While Web Summit and Coachella are two very different events, we believe that one of the biggest tech conferences in the world is embracing the Coachella “vibe”. What do we mean by that? Well, Coachella is undeniably one of the trendiest gatherings on the planet. Every digital influencer wants to be seen there and every service provider wants to promote their brand to audiences via it. Some of the most famous names in the world travel to LA for it… but is this where business is really done?

When announcing Lisbon as the new Web Summit venue in 2015, Paddy Cosgrave, the event’s executive president, said the main reasons for moving from Dublin were the infrastructure, similarities to San Francisco (with even better weather) and all social media buzz pointing to Portugal’s capital as the best choice. Combined with a prosperous start-up community, the future was bright.

However, it seems that Web Summit has lost its way. Yes, there are start-ups, entrepreneurs, investors, private equity funds, venture capitals, business angels… But are they a catalyst for economic growth and investment in Portugal? Are they attracting enough capital? Or has Portugal just bought into a very expensive marketing proposition to drive tourism for the next nine years?

Let’s look at some of the facts. According to Airbnb data, guests spent around 50 million euros in Lisbon – on accommodation, services, and meals – over the course of the two previous Web Summits. It is also fair to say that the majority of us don’t remember most of the start-ups exhibiting in the past two years. And what are these start-ups doing now?

4Geo was announced at the time as one of the top 12 favourites, yet a small look at its social media highlights that not much has changed for them. It is still a start-up looking for actual investment or opportunities. Another example is Farmcloud which showed a lot of promise and which is a super cool concept. When asked why they go to Web Summit, the answer was clear – it helps with marketing and PR but, for the business itself, not much has happened. Nevertheless they still believe in Web Summit – they will be present again over the next couple of days.

However, it isn’t all bad news. Web Summit did put Lisbon on the start-up radar, growing from 2,193 in 2016 to 3,214 in 2018 according to Startup Portugal data, creating more job opportunities (+24 % in 2018 ) and Hubs/Accelerators (153 in 2018).

When asked about the topic in an interview with national newspaper Público, Ricardo Lima – responsible for the team that follows the start-up growth at the event – confirmed that the KPIs for investment had been successfully achieved, however, Web Summit, nor any other event part of the group can claim credit for it.

Start-ups have the same struggles as before, most of the capital invested does not stay in the country for long (five years maximum), and the job opportunities that Web Summit itself creates are mostly for volunteers.

So what does Portugal stand to gain from this?
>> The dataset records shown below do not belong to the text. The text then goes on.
mod config;
mod errors;
mod llm_client;
mod routes;
mod state;
mod trivia;

use std::net::SocketAddr;
use std::sync::Arc;

use anyhow::{Context, Result};
use tower_http::{cors::CorsLayer, trace::TraceLayer};
use tracing::info;
use tracing_subscriber::{layer::SubscriberExt, util::SubscriberInitExt, EnvFilter};

use crate::config::Config;
use crate::llm_client::LlmClient;
use crate::routes::build_router;
use crate::state::AppState;
use crate::trivia::controller::RoundController;
use crate::trivia::generator::LlmFactSource;

#[tokio::main]
async fn main() -> Result<()> {
    // Load configuration first (fails on missing required env vars)
    let config = Config::from_env()?;

    // Initialize structured logging
    tracing_subscriber::registry()
        .with(EnvFilter::try_from_default_env().unwrap_or_else(|_| {
            EnvFilter::new(format!("{}={}", env!("CARGO_PKG_NAME"), &config.rust_log))
        }))
        .with(tracing_subscriber::fmt::layer())
        .init();

    info!("Starting trivia v{}", env!("CARGO_PKG_VERSION"));

    // Initialize LLM client
    let llm = LlmClient::new(&config).context("Failed to build LLM HTTP client")?;
    info!("LLM client initialized (model: {})", llm.model());

    // Load the first round; the second is prefetched in the background
    let mut controller = RoundController::new(Arc::new(LlmFactSource::new(llm)));
    controller.initialize().await;

    let state = AppState::new(controller);

    // Build router
    let app = build_router(state)
        .layer(TraceLayer::new_for_http())
        .layer(CorsLayer::permissive());

    let addr: SocketAddr = format!("0.0.0.0:{}", config.port).parse()?;
    info!("Listening on {addr}");

    let listener = tokio::net::TcpListener::bind(addr).await?;
    axum::serve(listener, app).await?;

    Ok(())
}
This is very simple, loads of free PR and more than 45 million of pure earnings from taxation in only four days – the catalyst for a growth in Portuguese tourism growth over the last few years. According to Deloitte’s study for the Lisbon Tourism Association, Lisbon alone generated more than 13.7 million from tourists (direct or indirectly) in 2017. Due to the influx of foreigners, real estate prices have skyrocketed with more and more demand for temporary accommodation at very high prices, creating a new revenue stream for owners.

But what does this mean for the average Portuguese citizen with a regular job and a standard salary? What does this economic growth mean for them?

Well, the average salary in Lisbon is 1,000 euros/month, and renting a small one-bedroom in a not so good location costs on average 830 euros/month. We’ve started seeing entire families living in one bedroom in a shared house/apartment, or having to move out of the city centre (oftentimes due to landlords’ bizarre updates on the contracts), leading to a two hour commute in traffic and/or on public transport every day.

Web Summit is not what the Portuguese ecosystem needs, but what the country wants to showcase. Plus, Portugal definitely wasn’t ready for the magnitude of the event and support required to make it a success. Hence, it will take time to straighten out the country’s priorities.

For now, let’s hope all players can benefit from this event. Just as with Coachella, while business might not be the priority, making connections, being inspired and creating lifelong memories can all be achieved at Web Summit. And, we still have another five years of it ahead of us. Here’s hoping Web Summit can deliver success for all, but especially for those that help make it a reality each year here in Lisbon.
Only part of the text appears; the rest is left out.